[Start of Attachment]

//! What happens when the user clicks a menu line.

use std::{path::Path, process::Stdio};

use anyhow::{bail, Context, Result};
use crossbar_protocol::MenuLine;
use tokio::task::JoinHandle;

/// The program used to open `href`s.
#[cfg(target_os = "macos")]
pub const PLATFORM_OPENER: &str = "open";
#[cfg(not(target_os = "macos"))]
pub const PLATFORM_OPENER: &str = "xdg-open";

#[derive(Debug, Clone, PartialEq, Eq)]
pub struct ActionOptions {
    /// Command line prefix that runs a command in a terminal, i.e. `["x-terminal-emulator", "-e"]`.
    pub terminal: Vec<String>,
    pub opener: String,
}

/// Everything that activating a single line does.
#[derive(Debug, Clone, Default, PartialEq, Eq)]
pub struct ActionPlan {
    /// Commands to start, each given as its argv.
    pub commands: Vec<Vec<String>>,
    /// Whether the plugin should be run again afterwards.
    pub refresh: bool,
}

impl ActionPlan {
    pub fn is_empty(&self) -> bool {
        self.commands.is_empty() && !self.refresh
    }
}

/// Figure out what activating a line does, without doing any of it.
pub fn plan(line: &MenuLine, options: &ActionOptions) -> ActionPlan {
    let mut commands = Vec::new();
    if let Some(href) = &line.attrs.href {
        commands.push(vec![options.opener.clone(), href.clone()]);
    }
    if let Some(bash) = &line.attrs.bash {
        let params = line.attrs.params();
        let mut argv = vec!["bash".to_string(), "-c".to_string()];
        if params.is_empty() {
            argv.push(bash.clone());
        } else {
            // params are passed as positional arguments, so they never get interpreted by the shell
            argv.push(format!("{} \"$@\"", bash));
            argv.push("bash".to_string());
            argv.extend(params.into_iter().map(str::to_string));
        }
        if line.attrs.opens_terminal() && !options.terminal.is_empty() {
            argv = options.terminal.iter().cloned().chain(argv).collect();
        }
        commands.push(argv);
    }
    ActionPlan { commands, refresh: line.attrs.wants_refresh() }
}

/// Start a command in the background. The returned handle finishes once the child exited and was reaped.
pub fn spawn_detached(argv: &[String], working_dir: &Path) -> Result<JoinHandle<()>> {
    let Some((program, args)) = argv.split_first() else { bail!("Cannot run an empty command") };
    log::info!("Running action: {}", argv.join(" "));
    let mut child = tokio::process::Command::new(program)
        .args(args)
        .current_dir(working_dir)
        .stdin(Stdio::null())
        .stdout(Stdio::null())
        .stderr(Stdio::piped())
        .spawn()
        .with_context(|| format!("Failed to run {}", program))?;

    let program = program.clone();
    Ok(tokio::spawn(async move {
        match child.wait_with_output().await {
            Ok(output) if !output.status.success() => {
                log::warn!("Action {} exited with {}: {}", program, output.status, String::from_utf8_lossy(&output.stderr).trim());
            }
            Ok(_) => {}
            Err(err) => log::warn!("Failed to wait for action {}: {}", program, err),
        }
    }))
}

[End of Attachment]

- WHAT THE TASK ASKS
All the records, as written, must be given again.

- ANSWER SPACE
//! What happens when the user clicks a menu line.

use std::{path::Path, process::Stdio};

use anyhow::{bail, Context, Result};
use crossbar_protocol::MenuLine;
use tokio::task::JoinHandle;

/// The program used to open `href`s.
#[cfg(target_os = "macos")]
pub const PLATFORM_OPENER: &str = "open";
#[cfg(not(target_os = "macos"))]
pub const PLATFORM_OPENER: &str = "xdg-open";

#[derive(Debug, Clone, PartialEq, Eq)]
pub struct ActionOptions {
    /// Command line prefix that runs a command in a terminal, i.e. `["x-terminal-emulator", "-e"]`.
    pub terminal: Vec<String>,
    pub opener: String,
}

/// Everything that activating a single line does.
#[derive(Debug, Clone, Default, PartialEq, Eq)]
pub struct ActionPlan {
    /// Commands to start, each given as its argv.
    pub commands: Vec<Vec<String>>,
    /// Whether the plugin should be run again afterwards.
    pub refresh: bool,
}

impl ActionPlan {
    pub fn is_empty(&self) -> bool {
        self.commands.is_empty() && !self.refresh
    }
}

/// Figure out what activating a line does, without doing any of it.
pub fn plan(line: &MenuLine, options: &ActionOptions) -> ActionPlan {
    let mut commands = Vec::new();
    if let Some(href) = &line.attrs.href {
        commands.push(vec![options.opener.clone(), href.clone()]);
    }
    if let Some(bash) = &line.attrs.bash {
        let params = line.attrs.params();
        let mut argv = vec!["bash".to_string(), "-c".to_string()];
        if params.is_empty() {
            argv.push(bash.clone());
        } else {
            // params are passed as positional arguments, so they never get interpreted by the shell
            argv.push(format!("{} \"$@\"", bash));
            argv.push("bash".to_string());
            argv.extend(params.into_iter().map(str::to_string));
        }
        if line.attrs.opens_terminal() && !options.terminal.is_empty() {
            argv = options.terminal.iter().cloned().chain(argv).collect();
        }
        commands.push(argv);
    }
    ActionPlan { commands, refresh: line.attrs.wants_refresh() }
}

/// Start a command in the background. The returned handle finishes once the child exited and was reaped.
pub fn spawn_detached(argv: &[String], working_dir: &Path) -> Result<JoinHandle<()>> {
    let Some((program, args)) = argv.split_first() else { bail!("Cannot run an empty command") };
    log::info!("Running action: {}", argv.join(" "));
    let mut child = tokio::process::Command::new(program)
        .args(args)
        .current_dir(working_dir)
        .stdin(Stdio::null())
        .stdout(Stdio::null())
        .stderr(Stdio::piped())
        .spawn()
        .with_context(|| format!("Failed to run {}", program))?;

    let program = program.clone();
    Ok(tokio::spawn(async move {
        match child.wait_with_output().await {
            Ok(output) if !output.status.success() => {
                log::warn!("Action {} exited with {}: {}", program, output.status, String::from_utf8_lossy(&output.stderr).trim());
            }
            Ok(_) => {}
            Err(err) => log::warn!("Failed to wait for action {}: {}", program, err),
        }
    }))
}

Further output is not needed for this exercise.